** EXERCISE DATA follows **
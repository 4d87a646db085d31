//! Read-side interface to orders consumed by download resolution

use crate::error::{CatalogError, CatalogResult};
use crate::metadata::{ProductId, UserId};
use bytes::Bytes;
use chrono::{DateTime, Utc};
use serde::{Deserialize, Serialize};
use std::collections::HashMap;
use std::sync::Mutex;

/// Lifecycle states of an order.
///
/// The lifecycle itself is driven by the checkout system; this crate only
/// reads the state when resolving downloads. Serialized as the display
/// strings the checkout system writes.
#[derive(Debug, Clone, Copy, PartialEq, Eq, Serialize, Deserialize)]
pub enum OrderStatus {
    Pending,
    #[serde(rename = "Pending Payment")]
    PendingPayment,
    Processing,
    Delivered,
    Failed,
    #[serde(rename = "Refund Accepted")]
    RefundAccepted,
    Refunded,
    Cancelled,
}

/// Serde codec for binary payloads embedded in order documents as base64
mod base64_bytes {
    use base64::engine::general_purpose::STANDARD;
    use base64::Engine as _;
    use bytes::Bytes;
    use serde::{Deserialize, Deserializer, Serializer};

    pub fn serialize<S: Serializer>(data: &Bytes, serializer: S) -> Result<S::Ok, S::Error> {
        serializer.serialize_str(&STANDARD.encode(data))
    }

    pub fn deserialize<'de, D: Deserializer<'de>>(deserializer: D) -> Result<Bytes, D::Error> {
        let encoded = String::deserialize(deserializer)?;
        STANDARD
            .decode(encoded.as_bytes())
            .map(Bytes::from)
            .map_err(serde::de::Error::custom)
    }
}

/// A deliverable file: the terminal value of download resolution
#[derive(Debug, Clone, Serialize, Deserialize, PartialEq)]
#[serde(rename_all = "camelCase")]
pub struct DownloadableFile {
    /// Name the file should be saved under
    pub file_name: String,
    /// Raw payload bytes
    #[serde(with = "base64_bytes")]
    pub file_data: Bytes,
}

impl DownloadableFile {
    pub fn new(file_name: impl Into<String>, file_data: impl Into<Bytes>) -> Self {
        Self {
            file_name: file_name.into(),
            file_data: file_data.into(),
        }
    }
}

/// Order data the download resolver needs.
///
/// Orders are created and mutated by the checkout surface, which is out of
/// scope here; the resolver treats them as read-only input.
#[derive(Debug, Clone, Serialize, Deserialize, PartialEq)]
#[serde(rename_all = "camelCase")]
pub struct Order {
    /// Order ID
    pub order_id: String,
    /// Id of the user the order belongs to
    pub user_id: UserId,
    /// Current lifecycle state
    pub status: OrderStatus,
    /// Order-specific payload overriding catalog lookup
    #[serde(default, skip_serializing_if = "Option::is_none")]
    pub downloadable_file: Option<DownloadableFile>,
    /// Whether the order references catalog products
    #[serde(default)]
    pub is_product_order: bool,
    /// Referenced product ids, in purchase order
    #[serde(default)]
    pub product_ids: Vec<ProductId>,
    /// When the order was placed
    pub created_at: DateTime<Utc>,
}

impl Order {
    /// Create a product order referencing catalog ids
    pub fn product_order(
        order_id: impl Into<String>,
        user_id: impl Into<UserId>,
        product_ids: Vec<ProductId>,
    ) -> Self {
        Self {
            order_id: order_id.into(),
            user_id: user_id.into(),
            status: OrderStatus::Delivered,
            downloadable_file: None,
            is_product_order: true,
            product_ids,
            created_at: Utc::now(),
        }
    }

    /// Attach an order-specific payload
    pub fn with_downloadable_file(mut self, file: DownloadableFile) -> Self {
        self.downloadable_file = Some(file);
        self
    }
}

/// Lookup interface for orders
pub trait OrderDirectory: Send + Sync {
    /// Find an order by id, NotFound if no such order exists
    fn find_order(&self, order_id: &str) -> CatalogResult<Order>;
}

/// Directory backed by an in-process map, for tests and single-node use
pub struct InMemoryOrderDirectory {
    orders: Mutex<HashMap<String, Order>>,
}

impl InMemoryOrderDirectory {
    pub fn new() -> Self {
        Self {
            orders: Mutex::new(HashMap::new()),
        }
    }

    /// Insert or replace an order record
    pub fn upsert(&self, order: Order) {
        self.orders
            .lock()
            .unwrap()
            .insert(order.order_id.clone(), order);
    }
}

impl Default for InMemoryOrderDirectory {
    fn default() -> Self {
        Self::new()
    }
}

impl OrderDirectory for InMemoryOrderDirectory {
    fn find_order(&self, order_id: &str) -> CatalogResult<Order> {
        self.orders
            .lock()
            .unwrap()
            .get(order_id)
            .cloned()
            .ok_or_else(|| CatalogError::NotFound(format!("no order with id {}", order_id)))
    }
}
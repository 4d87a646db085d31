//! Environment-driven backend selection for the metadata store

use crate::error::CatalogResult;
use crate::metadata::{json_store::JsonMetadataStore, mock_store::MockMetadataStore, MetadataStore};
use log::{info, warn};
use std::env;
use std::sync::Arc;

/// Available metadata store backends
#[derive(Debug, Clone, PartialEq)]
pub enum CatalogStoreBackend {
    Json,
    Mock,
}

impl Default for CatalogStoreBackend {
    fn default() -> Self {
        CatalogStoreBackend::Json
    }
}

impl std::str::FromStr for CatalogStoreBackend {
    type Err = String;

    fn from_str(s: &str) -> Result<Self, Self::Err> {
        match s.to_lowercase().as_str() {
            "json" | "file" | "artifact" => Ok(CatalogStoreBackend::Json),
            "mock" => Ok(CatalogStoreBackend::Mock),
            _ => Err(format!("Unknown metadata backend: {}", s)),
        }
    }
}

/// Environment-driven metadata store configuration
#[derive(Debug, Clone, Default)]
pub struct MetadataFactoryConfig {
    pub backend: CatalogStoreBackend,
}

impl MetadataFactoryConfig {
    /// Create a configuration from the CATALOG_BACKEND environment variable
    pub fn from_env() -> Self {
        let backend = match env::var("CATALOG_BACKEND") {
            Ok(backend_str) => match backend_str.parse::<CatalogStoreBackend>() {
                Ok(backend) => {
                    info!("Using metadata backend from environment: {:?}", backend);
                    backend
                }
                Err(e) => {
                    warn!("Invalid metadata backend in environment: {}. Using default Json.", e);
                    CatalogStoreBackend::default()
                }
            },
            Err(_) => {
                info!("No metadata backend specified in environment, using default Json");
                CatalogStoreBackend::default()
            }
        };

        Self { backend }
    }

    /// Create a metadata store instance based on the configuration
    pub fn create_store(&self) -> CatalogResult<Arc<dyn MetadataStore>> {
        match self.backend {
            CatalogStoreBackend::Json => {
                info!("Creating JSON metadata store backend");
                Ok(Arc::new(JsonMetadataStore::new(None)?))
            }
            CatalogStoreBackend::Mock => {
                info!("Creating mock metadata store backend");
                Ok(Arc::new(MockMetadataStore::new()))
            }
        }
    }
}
** End of EXERCISE DATA **
◆ PROBLEM TO SOLVE: Return only the exact lines from the opening of the records through the line that contains "pub struct DownloadableFile", both included.

◆ TASK RESPONSE:
repository 4d87a646db085d31
//! Read-side interface to orders consumed by download resolution

use crate::error::{CatalogError, CatalogResult};
use crate::metadata::{ProductId, UserId};
use bytes::Bytes;
use chrono::{DateTime, Utc};
use serde::{Deserialize, Serialize};
use std::collections::HashMap;
use std::sync::Mutex;

/// Lifecycle states of an order.
///
/// The lifecycle itself is driven by the checkout system; this crate only
/// reads the state when resolving downloads. Serialized as the display
/// strings the checkout system writes.
#[derive(Debug, Clone, Copy, PartialEq, Eq, Serialize, Deserialize)]
pub enum OrderStatus {
    Pending,
    #[serde(rename = "Pending Payment")]
    PendingPayment,
    Processing,
    Delivered,
    Failed,
    #[serde(rename = "Refund Accepted")]
    RefundAccepted,
    Refunded,
    Cancelled,
}

/// Serde codec for binary payloads embedded in order documents as base64
mod base64_bytes {
    use base64::engine::general_purpose::STANDARD;
    use base64::Engine as _;
    use bytes::Bytes;
    use serde::{Deserialize, Deserializer, Serializer};

    pub fn serialize<S: Serializer>(data: &Bytes, serializer: S) -> Result<S::Ok, S::Error> {
        serializer.serialize_str(&STANDARD.encode(data))
    }

    pub fn deserialize<'de, D: Deserializer<'de>>(deserializer: D) -> Result<Bytes, D::Error> {
        let encoded = String::deserialize(deserializer)?;
        STANDARD
            .decode(encoded.as_bytes())
            .map(Bytes::from)
            .map_err(serde::de::Error::custom)
    }
}

/// A deliverable file: the terminal value of download resolution
#[derive(Debug, Clone, Serialize, Deserialize, PartialEq)]
#[serde(rename_all = "camelCase")]
pub struct DownloadableFile {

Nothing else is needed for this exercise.